The prognosis is excellent if the problem is caught early, and the cause is eliminated. If the process is allowed to continue, it can damage the center of the tooth, the pulp. The more damage is done, the more work will be needed to correct the problem.

Expert's Opinion

    • Dr. Reena Waghela Dental Director of Sabka dentist says “Tooth erosion is progressive loss of substance by chemical or acid dissolution.”

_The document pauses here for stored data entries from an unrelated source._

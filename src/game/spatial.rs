//! Spatial hash grid for broad-phase collision detection
//!
//! Divides the world into cells and stores bodies in each cell.
//! Pair queries only look at a cell and its forward neighbours, so every
//! candidate pair is produced once.

use hashbrown::HashMap;

use crate::game::physics::BodyHandle;
use crate::util::vec2::Vec2;

/// Default cell size in world units
/// Should be ~2x the largest body radius
pub const CELL_SIZE: f32 = 64.0;

const CELL_INITIAL_CAPACITY: usize = 8;

/// Forward neighbours checked per cell (right, bottom-left, bottom, bottom-right)
const FORWARD_NEIGHBOURS: [(i32, i32); 4] = [(1, 0), (-1, 1), (0, 1), (1, 1)];

pub type CellKey = (i32, i32);

#[derive(Debug, Clone, Copy)]
pub struct SpatialEntry {
    pub handle: BodyHandle,
    pub position: Vec2,
    pub radius: f32,
}

#[derive(Debug)]
pub struct SpatialGrid {
    inv_cell_size: f32,
    cells: HashMap<CellKey, Vec<SpatialEntry>>,
}

impl SpatialGrid {
    pub fn new(cell_size: f32) -> Self {
        Self {
            inv_cell_size: 1.0 / cell_size,
            cells: HashMap::new(),
        }
    }

    /// Empty every cell, keeping allocations for the next rebuild
    pub fn clear(&mut self) {
        for cell in self.cells.values_mut() {
            cell.clear();
        }
    }

    #[inline]
    fn position_to_cell(&self, position: Vec2) -> CellKey {
        (
            (position.x * self.inv_cell_size).floor() as i32,
            (position.y * self.inv_cell_size).floor() as i32,
        )
    }

    #[inline]
    pub fn insert(&mut self, entry: SpatialEntry) {
        let key = self.position_to_cell(entry.position);
        self.cells
            .entry(key)
            .or_insert_with(|| Vec::with_capacity(CELL_INITIAL_CAPACITY))
            .push(entry);
    }

    /// Visit each candidate pair once
    pub fn for_each_potential_pair<F>(&self, mut callback: F)
    where
        F: FnMut(&SpatialEntry, &SpatialEntry),
    {
        for (&(cx, cy), entries) in &self.cells {
            for i in 0..entries.len() {
                for j in (i + 1)..entries.len() {
                    callback(&entries[i], &entries[j]);
                }
            }

            for (dx, dy) in FORWARD_NEIGHBOURS {
                if let Some(neighbour) = self.cells.get(&(cx + dx, cy + dy)) {
                    for entry in entries {
                        for other in neighbour {
                            callback(entry, other);
                        }
                    }
                }
            }
        }
    }

    /// Entries in the 3x3 block of cells around `position`
    pub fn query_nearby(&self, position: Vec2) -> impl Iterator<Item = &SpatialEntry> {
        let (cx, cy) = self.position_to_cell(position);
        (-1..=1).flat_map(move |dx| {
            (-1..=1).flat_map(move |dy| {
                self.cells
                    .get(&(cx + dx, cy + dy))
                    .into_iter()
                    .flat_map(|cell| cell.iter())
            })
        })
    }

    /// Number of non-empty cells
    pub fn cell_count(&self) -> usize {
        self.cells.values().filter(|cell| !cell.is_empty()).count()
    }
}

impl Default for SpatialGrid {
    fn default() -> Self {
        Self::new(CELL_SIZE)
    }
}

#[cfg(test)]
mod tests {
    use super::*;
    use uuid::Uuid;

    fn entry(x: f32, y: f32) -> SpatialEntry {
        SpatialEntry {
            handle: BodyHandle::Ship(Uuid::new_v4()),
            position: Vec2::new(x, y),
            radius: 10.0,
        }
    }

    #[test]
    fn test_pairs_within_and_across_cells() {
        let mut grid = SpatialGrid::default();
        grid.insert(entry(10.0, 10.0));
        grid.insert(entry(20.0, 20.0));
        grid.insert(entry(70.0, 10.0));
        grid.insert(entry(1000.0, 1000.0));

        let mut count = 0;
        grid.for_each_potential_pair(|_, _| count += 1);
        // Three bodies in adjacent cells form three pairs; the far one none
        assert_eq!(count, 3);
    }

    #[test]
    fn test_bottom_left_neighbour_is_paired() {
        let mut grid = SpatialGrid::default();
        grid.insert(entry(70.0, 10.0));
        grid.insert(entry(60.0, 70.0));

        let mut count = 0;
        grid.for_each_potential_pair(|_, _| count += 1);
        assert_eq!(count, 1);
    }

    #[test]
    fn test_clear_and_query() {
        let mut grid = SpatialGrid::default();
        grid.insert(entry(10.0, 10.0));
        assert_eq!(grid.query_nearby(Vec2::new(60.0, 60.0)).count(), 1);

        grid.clear();
        assert_eq!(grid.cell_count(), 0);
        assert_eq!(grid.query_nearby(Vec2::new(10.0, 10.0)).count(), 0);
    }
}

    • Dr. Priyanka Shingore Dental Director of Sabka dentist says “Usual causes of tooth erosion includes frequent use of carbonated drinks, acidic fruit drinks, soda, etc.”
    • Dr. Rupali Gujar Dental Director of Sabka dentist says “Abrasion is progressive loss of hard tooth substance caused by mechanical actions other than mastication or tooth-to-tooth contacts. Faulty toothbrushing, contact with foreign substances(opening bottle top with teeth), etc. are responsible.”